Reading time: 3 minutes
Jan Bosch is a research center director, professor, consultant and angel investor in startups. You can contact him at email@example.com.
Digitalization is concerned with the three key enabling digital technologies software, data and artificial intelligence. These build on each other as it typically is software that generates the data from systems in the field and it’s this data (preferably labeled) that forms the basis for machine learning and deep learning. The software-intensive systems industry, as the name suggests, has fully embraced the role and importance of software and many companies are actively experimenting with and prototyping ML/DL models. Data, however, remains a highly controversial subject in most of the companies I work with.
The reason data is so controversial is twofold. First, most companies sell a product and the customer then becomes the legal owner of the product. That means that any data generated by that product is considered to automatically be owned by the customer as well. As a result, the data can’t be used by the product company unless the customer gives permission to use it. And most customers are quite restrictive in doing so and typically only allow this if it directly benefits them and it doesn’t benefit others.
The second reason is that the whole system of laws surrounding GDPR and privacy is, in most contexts, poorly understood. Following the “better safe than sorry” policy, most individuals in companies that are involved in data generation, processing, analytics and storing are extremely restrictive in what data they’ll work with and generally treat it as a toxic material rather than a valuable asset.

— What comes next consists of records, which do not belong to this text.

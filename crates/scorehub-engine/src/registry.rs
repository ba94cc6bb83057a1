use std::sync::Arc;

use anyhow::{anyhow, Result};
use scorehub_contracts::events::{
    EventPayload, JournalWriter, PHASE_COMPLETED, PUBLISH_COMPLETED, PUBLISH_FAILED,
    PUBLISH_STARTED,
};
use scorehub_contracts::features::{FeatureVector, ScoringFeatures};
use scorehub_contracts::metadata::{ModelMetadata, RunInfo};
use scorehub_contracts::models::{ModelSignature, ModelUri};
use scorehub_contracts::runs::PublishReceipt;
use serde_json::{json, Value};
use tracing::{info, warn};

use crate::artifact::{default_flavor_registry, FlavorRegistry, Predictor};
use crate::catalog::RegistryCatalog;
use crate::config::RegistryConfig;
use crate::error::{PublishPhase, RegistryError};
use crate::handle::ScoringHandle;
use crate::http::HttpTrackingStore;
use crate::store::{
    ArtifactBundle, DatasetDescriptor, RunContext, RunStatus, TrackingStore, NOTE_TAG,
};

// Phase in which a run-scoped step failed, plus the version if one exists.
type PhaseFailure = (PublishPhase, Option<String>, anyhow::Error);

/// Publishes artifacts to a tracking store and resolves them back into
/// scoring handles.
pub struct ModelRegistry {
    config: RegistryConfig,
    store: Arc<dyn TrackingStore>,
    flavors: Arc<FlavorRegistry>,
    journal: Option<JournalWriter>,
}

impl ModelRegistry {
    pub fn new(
        config: RegistryConfig,
        store: Arc<dyn TrackingStore>,
        flavors: FlavorRegistry,
    ) -> Self {
        let journal = config.journal_path.clone().map(JournalWriter::new);
        Self {
            config,
            store,
            flavors: Arc::new(flavors),
            journal,
        }
    }

    /// Registry over the tracking server named in `config`, with the built-in
    /// flavors.
    pub fn connect(config: RegistryConfig) -> Result<Self> {
        let store = HttpTrackingStore::new(&config)?;
        info!(
            tracking_uri = %store.endpoint(),
            experiment = %config.experiment,
            "registry connected"
        );
        Ok(Self::new(config, Arc::new(store), default_flavor_registry()))
    }

    pub fn flavors(&self) -> &FlavorRegistry {
        &self.flavors
    }

    pub fn catalog(&self) -> RegistryCatalog {
        RegistryCatalog::new(self.store.clone())
    }

    /// Runs the publish phases in order against the store.
    ///
    /// Not atomic: a failure leaves whatever earlier phases wrote, and the
    /// returned error names the phase.
    pub fn publish(
        &self,
        artifact: &dyn Predictor,
        metadata: &ModelMetadata,
    ) -> Result<PublishReceipt, RegistryError> {
        let dataset = metadata.dataset();
        if artifact.n_features() != dataset.n_features() {
            return Err(RegistryError::Shape {
                expected: artifact.n_features(),
                found: dataset.n_features(),
            });
        }
        let bundle = prepare_bundle(artifact, metadata)?;

        let model_name = metadata.model().name.as_str();
        let mut receipt = PublishReceipt::start(model_name);
        info!(model = model_name, publish_id = %receipt.publish_id, "publish started");
        self.record(
            PUBLISH_STARTED,
            &receipt.publish_id,
            json!({
                "model": model_name,
                "experiment": self.config.experiment,
                "run_name": metadata.run().name,
            }),
        );

        let run = match self.open_run(metadata.run()) {
            Ok(run) => run,
            Err(err) => return Err(self.fail(&receipt, PublishPhase::OpenRun, None, err)),
        };
        receipt.run_id = run.run_id.clone();
        receipt.experiment_id = run.experiment_id.clone();
        self.phase_completed(
            &receipt,
            PublishPhase::OpenRun,
            json!({"run_id": run.run_id, "experiment_id": run.experiment_id}),
        );

        let registered = match self.log_within_run(&run, metadata, &bundle, &receipt) {
            Ok(version) => version,
            Err((phase, version, err)) => {
                if let Err(close_err) = self.store.end_run(&run, RunStatus::Failed) {
                    warn!(
                        run_id = %run.run_id,
                        error = %format!("{close_err:#}"),
                        "failed to mark run as failed"
                    );
                }
                return Err(self.fail(&receipt, phase, version, err));
            }
        };

        if let Err(err) = self.store.end_run(&run, RunStatus::Finished) {
            return Err(self.fail(&receipt, PublishPhase::CloseRun, Some(registered), err));
        }
        self.phase_completed(
            &receipt,
            PublishPhase::CloseRun,
            json!({"status": RunStatus::Finished.as_str()}),
        );

        let version = match self.enrich(metadata, &registered) {
            Ok(version) => version,
            Err((version, err)) => {
                return Err(self.fail(&receipt, PublishPhase::Enrich, Some(version), err))
            }
        };
        if version != registered {
            warn!(
                model = model_name,
                registered = %registered,
                latest = %version,
                "latest version differs from the one just registered"
            );
        }
        self.phase_completed(&receipt, PublishPhase::Enrich, json!({"version": version}));

        receipt.version = version;
        let receipt = receipt.finish();
        info!(
            model = model_name,
            version = %receipt.version,
            run_id = %receipt.run_id,
            "publish completed"
        );
        self.record(
            PUBLISH_COMPLETED,
            &receipt.publish_id,
            Value::Object(receipt.to_payload()),
        );
        Ok(receipt)
    }

    pub fn resolve(&self, name: &str, version: &str) -> Result<ScoringHandle, RegistryError> {
        self.load(ModelUri::new(name, version), Some(version.to_string()))
    }

    pub fn resolve_latest(&self, name: &str) -> Result<ScoringHandle, RegistryError> {
        let latest = self
            .store
            .get_latest_versions(name)
            .map_err(RegistryError::store)?;
        let Some(head) = latest.into_iter().next() else {
            return Err(RegistryError::NotFound {
                uri: ModelUri::new(name, "latest"),
            });
        };
        if head.version.trim().is_empty() {
            return self.load(ModelUri::new(name, "latest"), None);
        }
        let uri = head.uri();
        self.load(uri, Some(head.version))
    }

    fn load(&self, uri: ModelUri, version: Option<String>) -> Result<ScoringHandle, RegistryError> {
        let Some(stored) = self.store.load_model(&uri).map_err(RegistryError::store)? else {
            return Err(RegistryError::NotFound { uri });
        };
        let model = self.flavors.decode(&stored).map_err(RegistryError::artifact)?;
        info!(uri = %uri, flavor = %model.flavor(), "model resolved");
        Ok(ScoringHandle::new(uri.name(), version, model))
    }

    fn open_run(&self, run: &RunInfo) -> Result<RunContext> {
        let experiment_id = self.store.ensure_experiment(&self.config.experiment)?;
        let run_name = Some(run.name.trim()).filter(|name| !name.is_empty());
        self.store.start_run(&experiment_id, run_name)
    }

    // Phases 2-4; the run is open for all of them.
    fn log_within_run(
        &self,
        run: &RunContext,
        metadata: &ModelMetadata,
        bundle: &ArtifactBundle,
        receipt: &PublishReceipt,
    ) -> Result<String, PhaseFailure> {
        let info = metadata.run();
        log_run(self.store.as_ref(), run, info).map_err(|err| (PublishPhase::LogRun, None, err))?;
        self.phase_completed(
            receipt,
            PublishPhase::LogRun,
            json!({
                "metrics": info.metrics.len(),
                "params": info.params.len(),
                "tags": info.tags.len(),
            }),
        );

        let model_name = metadata.model().name.as_str();
        let version = self
            .store
            .log_model(run, bundle, model_name)
            .map_err(|err| (PublishPhase::LogModel, None, err))?;
        self.phase_completed(
            receipt,
            PublishPhase::LogModel,
            json!({"version": version.version, "flavor": bundle.flavor}),
        );

        let dataset = metadata.dataset();
        let descriptor = DatasetDescriptor::from_dataset(dataset);
        self.store
            .log_input(run, &descriptor, &dataset.split, &dataset.tags)
            .map_err(|err| (PublishPhase::LogDataset, Some(version.version.clone()), err))?;
        self.phase_completed(
            receipt,
            PublishPhase::LogDataset,
            json!({
                "dataset": descriptor.name,
                "digest": descriptor.digest,
                "context": dataset.split,
                "rows": dataset.n_rows(),
            }),
        );
        Ok(version.version)
    }

    // Errors carry the version that exists in the store either way.
    fn enrich(
        &self,
        metadata: &ModelMetadata,
        registered: &str,
    ) -> Result<String, (String, anyhow::Error)> {
        let name = metadata.model().name.as_str();
        let latest = self
            .store
            .get_latest_versions(name)
            .map_err(|err| (registered.to_string(), err))?;
        let version = latest
            .into_iter()
            .next()
            .map(|row| row.version)
            .ok_or_else(|| {
                (
                    registered.to_string(),
                    anyhow!("store reported no versions for '{name}'"),
                )
            })?;

        let tag_with_version = |err: anyhow::Error| (version.clone(), err);
        self.store
            .update_model_version(name, &version, &metadata.version().description)
            .map_err(tag_with_version)?;
        self.store
            .update_registered_model(name, &metadata.model().description)
            .map_err(tag_with_version)?;
        for (key, value) in &metadata.version().tags {
            self.store
                .set_model_version_tag(name, &version, key, value)
                .map_err(tag_with_version)?;
        }
        for (key, value) in &metadata.model().tags {
            self.store
                .set_registered_model_tag(name, key, value)
                .map_err(tag_with_version)?;
        }
        Ok(version)
    }

    fn phase_completed(&self, receipt: &PublishReceipt, phase: PublishPhase, details: Value) {
        info!(model = %receipt.model_name, phase = %phase, "publish phase completed");
        let mut payload = map_object(details);
        payload.insert("phase".to_string(), Value::String(phase.as_str().to_string()));
        self.record(PHASE_COMPLETED, &receipt.publish_id, Value::Object(payload));
    }

    fn fail(
        &self,
        receipt: &PublishReceipt,
        phase: PublishPhase,
        version: Option<String>,
        err: anyhow::Error,
    ) -> RegistryError {
        let detail = format!("{err:#}");
        warn!(
            model = %receipt.model_name,
            phase = %phase,
            version = version.as_deref().unwrap_or(""),
            error = %detail,
            "publish failed"
        );
        self.record(
            PUBLISH_FAILED,
            &receipt.publish_id,
            json!({
                "model": receipt.model_name,
                "phase": phase.as_str(),
                "version": version,
                "run_id": Some(receipt.run_id.as_str()).filter(|id| !id.is_empty()),
                "error": detail,
            }),
        );
        RegistryError::publish(&receipt.model_name, phase, version, err)
    }

    fn record(&self, event_type: &str, publish_id: &str, payload: Value) {
        let Some(journal) = &self.journal else {
            return;
        };
        if let Err(err) = journal.emit(event_type, publish_id, map_object(payload)) {
            warn!(
                path = %journal.path().display(),
                error = %format!("{err:#}"),
                "failed writing publish journal"
            );
        }
    }
}

impl std::fmt::Debug for ModelRegistry {
    fn fmt(&self, f: &mut std::fmt::Formatter<'_>) -> std::fmt::Result {
        f.debug_struct("ModelRegistry")
            .field("config", &self.config)
            .field("flavors", &self.flavors)
            .field("journal", &self.journal)
            .finish()
    }
}

fn prepare_bundle(
    artifact: &dyn Predictor,
    metadata: &ModelMetadata,
) -> Result<ArtifactBundle, RegistryError> {
    let sample = metadata.dataset().sample().to_vec();
    let predictions = artifact.predict(&sample).map_err(RegistryError::artifact)?;
    // Column names are only known when rows have the domain vector's width.
    let names =
        (artifact.n_features() == ScoringFeatures::arity()).then_some(ScoringFeatures::NAMES);
    let signature = ModelSignature::infer(&sample, &predictions, names);
    Ok(ArtifactBundle {
        artifact_path: metadata.model().name.clone(),
        flavor: artifact.flavor().to_string(),
        payload: artifact.to_payload().map_err(RegistryError::artifact)?,
        signature,
        input_example: sample,
    })
}

fn log_run(store: &dyn TrackingStore, run: &RunContext, info: &RunInfo) -> Result<()> {
    store.set_tag(run, NOTE_TAG, &info.description)?;
    store.log_metrics(run, &info.metrics)?;
    store.log_params(run, &info.params)?;
    store.set_tags(run, &info.tags)
}

fn map_object(value: Value) -> EventPayload {
    match value {
        Value::Object(map) => map,
        _ => EventPayload::new(),
    }
}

These concerns are of course much better addressed in other ways than just avoiding data collection. The question of who owns the data from products sold by the company is simply a legal one: if the contract says that the company owns the data and can use it for its own purposes, then that’s what’s agreed with the customer. This is far from a new concept and the automotive industry has used it for decades to be able to use the data from its fleets of vehicles.
The GDPR question is, admittedly, complex but there are two important principles. First, if the customer agrees to data collection, you can use the data. Second, if the data is properly anonymized through, for example, isomorphic encryption or aggregation, the data is free to use as well. Many have used aggregation as the primary mechanism for anonymization, but with the emergence of ML/DL, it’s important to have the individual data entries and associated labels for the training of models.
Please note that I’m not a legal expert and you should do your own research, but the current practice of extreme restrictiveness is counter-productive both for companies and for the people using their products. Would you rather use a product that constantly gets better by learning from you and thousands of others or be stuck with a static product that never changes? And what do you think is better for the competitive position of your company?
Even in cases where the data shouldn’t be collected in a central location and stored for any reason, there are still good ways to use data-driven solutions. For instance, we have research ongoing in federated reinforcement learning where a population of products trains individually based on local data and then exchanges model parameters instead of the data it used for training. This allows it to continuously improve by combining the learnings from the entire population without sharing sensitive data.
Current highly restrictive approaches around data in many companies are holding us back from adopting the best practices in product development and evolution. In many ways, it’s akin to fighting with one arm tied behind your back as the lack of data causes you to operate based on your beliefs about the customers and market, rather than the facts. Data ownership can and should be managed in legal contracts and legal and privacy concerns can be addressed by technical solutions. Western society is built on the scientific method and the Enlightenment was a transition from operating based on beliefs to basing ourselves on facts. It’s time for you and your company to go through the same transition.